_AIM OF THE TASK_
All lines with the word "PendingAlert" must be pulled from the entries below.

_DATA FOR THIS EXERCISE_
□ □ □
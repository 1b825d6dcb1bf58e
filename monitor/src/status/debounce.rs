//! Debounced alerting.
//!
//! A transition does not produce an alert immediately. It arms a single
//! pending entry that fires once the debounce window elapses. Any further
//! transition inside the window either replaces the entry (restarting the
//! window) or, if the status reverted to what was last published, drops it.
//!
//! ```text
//!            to != last_published
//!   Idle ─────────────────────────► Pending ──┐ to != last_published
//!    ▲                                 │  ▲    │ (replace, restart window)
//!    │  to == last_published (cancel)  │  └────┘
//!    ├─────────────────────────────────┤
//!    │      deadline elapsed (fire)    │
//!    └─────────────────────────────────┘
//! ```
//!
//! The state machine takes `now` as an argument and never reads a clock, so
//! the driver decides how time passes.

use std::time::Duration;
use tokio::time::Instant;

use super::types::Severity;

#[derive(Debug, Clone, Copy, PartialEq, Eq)]
pub struct PendingAlert {
    pub severity: Severity,
    pub deadline: Instant,
}

#[derive(Debug, Clone, Copy, PartialEq, Eq)]
pub enum DebounceDecision {
    /// A pending alert was armed; `replaced` is the severity it superseded
    Armed {
        severity: Severity,
        deadline: Instant,
        replaced: Option<Severity>,
    },
    /// The status reverted to the last published one before the window elapsed
    Cancelled { severity: Severity },
    /// Nothing pending and nothing new to announce
    Unchanged,
}

#[derive(Debug, Clone)]
pub struct NotificationDebouncer {
    window: Duration,
    pending: Option<PendingAlert>,
    last_published: Option<Severity>,
}

impl NotificationDebouncer {
    pub fn new(window: Duration) -> Self {
        Self {
            window,
            pending: None,
            last_published: None,
        }
    }

    pub fn window(&self) -> Duration {
        self.window
    }

    pub fn pending(&self) -> Option<PendingAlert> {
        self.pending
    }

    pub fn last_published(&self) -> Option<Severity> {
        self.last_published
    }

    /// The single live deadline, if any
    pub fn deadline(&self) -> Option<Instant> {
        self.pending.map(|p| p.deadline)
    }

    /// Seed `last_published` with the first observed severity so that startup
    /// never produces an alert. Later calls are ignored.
    pub fn prime(&mut self, severity: Severity) -> bool {
        if self.last_published.is_none() {
            self.last_published = Some(severity);
            true
        } else {
            false
        }
    }

    pub fn on_transition(&mut self, to: Severity, now: Instant) -> DebounceDecision {
        if Some(to) == self.last_published {
            return match self.pending.take() {
                Some(dropped) => DebounceDecision::Cancelled {
                    severity: dropped.severity,
                },
                None => DebounceDecision::Unchanged,
            };
        }

        let deadline = now + self.window;
        let replaced = self
            .pending
            .replace(PendingAlert {
                severity: to,
                deadline,
            })
            .map(|p| p.severity);

        DebounceDecision::Armed {
            severity: to,
            deadline,
            replaced,
        }
    }

    /// Settle the pending entry once its deadline has passed.
    ///
    /// Returns the severity to announce, already recorded as published.
    pub fn fire(&mut self, now: Instant) -> Option<Severity> {
        let pending = self.pending?;
        if now < pending.deadline {
            return None;
        }
        self.pending = None;

        if Some(pending.severity) == self.last_published {
            return None;
        }
        self.last_published = Some(pending.severity);
        Some(pending.severity)
    }
}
□ □ □
_ANSWER TO THE PROBLEM_
pub struct PendingAlert {
    pending: Option<PendingAlert>,
    pub fn pending(&self) -> Option<PendingAlert> {
            .replace(PendingAlert {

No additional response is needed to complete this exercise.